+++ RECORDS SHOWN

//! Bearer-token authentication middleware.
//!
//! A single shared secret gates every request. No per-IP rate limiting or
//! token rotation: the system this serves is a local daemon talked to by
//! one operator's own browser, not a multi-tenant service, so a
//! rate-limiter and hashed-token-file layer would be weight this surface
//! doesn't need to carry.

use axum::extract::{Request, State};
use axum::http::{HeaderMap, StatusCode};
use axum::middleware::Next;
use axum::response::{IntoResponse, Response};
use tracing::warn;

/// Holds the expected token. Cloned into every request's extension state.
#[derive(Clone)]
pub struct AuthState {
    token: String,
}

impl AuthState {
    pub fn new(token: impl Into<String>) -> Self {
        Self { token: token.into() }
    }

    fn verify(&self, provided: &str) -> bool {
        constant_time_eq(self.token.as_bytes(), provided.as_bytes())
    }
}

/// Byte-for-byte comparison that takes the same time regardless of where
/// the first mismatch falls, so a timing side-channel can't be used to
/// guess the token one byte at a time.
fn constant_time_eq(a: &[u8], b: &[u8]) -> bool {
    if a.len() != b.len() {
        return false;
    }
    let mut diff = 0u8;
    for (x, y) in a.iter().zip(b.iter()) {
        diff |= x ^ y;
    }
    diff == 0
}

pub async fn bearer_auth_mw(
    State(auth): State<AuthState>,
    req: Request,
    next: Next,
) -> Response {
    match extract_bearer(req.headers()) {
        Some(token) if auth.verify(token) => next.run(req).await,
        _ => {
            warn!("rejected request with missing or invalid bearer token");
            (StatusCode::UNAUTHORIZED, "Unauthorized").into_response()
        }
    }
}

fn extract_bearer(headers: &HeaderMap) -> Option<&str> {
    let value = headers.get(axum::http::header::AUTHORIZATION)?.to_str().ok()?;
    value.strip_prefix("Bearer ")
}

++++++

* **WHAT IS EXPECTED**
Copy the data above in full, character for character.

* **THE ANSWER**
//! Bearer-token authentication middleware.
//!
//! A single shared secret gates every request. No per-IP rate limiting or
//! token rotation: the system this serves is a local daemon talked to by
//! one operator's own browser, not a multi-tenant service, so a
//! rate-limiter and hashed-token-file layer would be weight this surface
//! doesn't need to carry.

use axum::extract::{Request, State};
use axum::http::{HeaderMap, StatusCode};
use axum::middleware::Next;
use axum::response::{IntoResponse, Response};
use tracing::warn;

/// Holds the expected token. Cloned into every request's extension state.
#[derive(Clone)]
pub struct AuthState {
    token: String,
}

impl AuthState {
    pub fn new(token: impl Into<String>) -> Self {
        Self { token: token.into() }
    }

    fn verify(&self, provided: &str) -> bool {
        constant_time_eq(self.token.as_bytes(), provided.as_bytes())
    }
}

/// Byte-for-byte comparison that takes the same time regardless of where
/// the first mismatch falls, so a timing side-channel can't be used to
/// guess the token one byte at a time.
fn constant_time_eq(a: &[u8], b: &[u8]) -> bool {
    if a.len() != b.len() {
        return false;
    }
    let mut diff = 0u8;
    for (x, y) in a.iter().zip(b.iter()) {
        diff |= x ^ y;
    }
    diff == 0
}

pub async fn bearer_auth_mw(
    State(auth): State<AuthState>,
    req: Request,
    next: Next,
) -> Response {
    match extract_bearer(req.headers()) {
        Some(token) if auth.verify(token) => next.run(req).await,
        _ => {
            warn!("rejected request with missing or invalid bearer token");
            (StatusCode::UNAUTHORIZED, "Unauthorized").into_response()
        }
    }
}

fn extract_bearer(headers: &HeaderMap) -> Option<&str> {
    let value = headers.get(axum::http::header::AUTHORIZATION)?.to_str().ok()?;
    value.strip_prefix("Bearer ")
}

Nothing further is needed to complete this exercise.